- Directions
Report each line below that carries the word "SshChannel".

- Dataset records
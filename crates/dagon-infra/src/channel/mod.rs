//! Command channels: the local host and remote hosts over secure shell.
//!
//! [`Channel`] is chosen once per task from its placement; every backend
//! driver is generic over the channel it talks through.

pub mod local;
pub mod ssh;

pub use local::LocalChannel;
pub use ssh::SshChannel;

use std::time::Duration;

use dagon_core::channel::{ChannelError, ChannelOutput, CommandChannel, CommandRequest};
use dagon_types::backend::Placement;

#[derive(Debug, Clone)]
pub enum Channel {
    Local(LocalChannel),
    Ssh(SshChannel),
}

impl Channel {
    /// `command_timeout` bounds remote operations that set no timeout themselves.
    pub fn for_placement(placement: &Placement, command_timeout: Duration) -> Self {
        match placement {
            Placement::Local => Self::Local(LocalChannel::new()),
            Placement::Remote(remote) => {
                Self::Ssh(SshChannel::new(remote.clone()).command_timeout(command_timeout))
            }
        }
    }

    pub fn is_remote(&self) -> bool {
        matches!(self, Self::Ssh(_))
    }
}

macro_rules! delegate {
    ($self:ident, $ch:ident => $call:expr) => {
        match $self {
            Channel::Local($ch) => $call,
            Channel::Ssh($ch) => $call,
        }
    };
}

impl CommandChannel for Channel {
    fn location(&self) -> String {
        delegate!(self, c => c.location())
    }

    async fn execute(&self, request: CommandRequest) -> Result<ChannelOutput, ChannelError> {
        delegate!(self, c => c.execute(request).await)
    }

    async fn read_file(&self, path: &str) -> Result<Vec<u8>, ChannelError> {
        delegate!(self, c => c.read_file(path).await)
    }

    async fn write_file(&self, path: &str, bytes: &[u8]) -> Result<(), ChannelError> {
        delegate!(self, c => c.write_file(path, bytes).await)
    }

    async fn create_dir(&self, path: &str) -> Result<(), ChannelError> {
        delegate!(self, c => c.create_dir(path).await)
    }

    async fn remove_file(&self, path: &str) -> Result<(), ChannelError> {
        delegate!(self, c => c.remove_file(path).await)
    }

    async fn remove_dir(&self, path: &str) -> Result<(), ChannelError> {
        delegate!(self, c => c.remove_dir(path).await)
    }

    async fn rename(&self, from: &str, to: &str) -> Result<(), ChannelError> {
        delegate!(self, c => c.rename(from, to).await)
    }

    async fn exists(&self, path: &str) -> Result<bool, ChannelError> {
        delegate!(self, c => c.exists(path).await)
    }

    async fn copy_file(&self, from: &str, to: &str) -> Result<(), ChannelError> {
        delegate!(self, c => c.copy_file(from, to).await)
    }
}

#[cfg(test)]
mod tests {
    use dagon_types::backend::RemoteConfig;

    use super::*;

    #[test]
    fn placement_selects_channel() {
        let local = Channel::for_placement(&Placement::Local, Duration::from_secs(5));
        assert!(!local.is_remote());
        assert_eq!(local.location(), "local");

        let remote = Channel::for_placement(
            &Placement::Remote(RemoteConfig::new("hpc01", "alice")),
            Duration::from_secs(5),
        );
        assert!(remote.is_remote());
        assert_eq!(remote.location(), "alice@hpc01:22");
    }

    #[tokio::test]
    async fn local_variant_delegates() {
        let channel = Channel::Local(LocalChannel::new());
        let out = channel
            .execute(CommandRequest::shell("printf dagon"))
            .await
            .unwrap();
        assert_eq!(out.stdout, "dagon");
    }
}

- Response for this exercise
pub use ssh::SshChannel;
    Ssh(SshChannel),
                Self::Ssh(SshChannel::new(remote.clone()).command_timeout(command_timeout))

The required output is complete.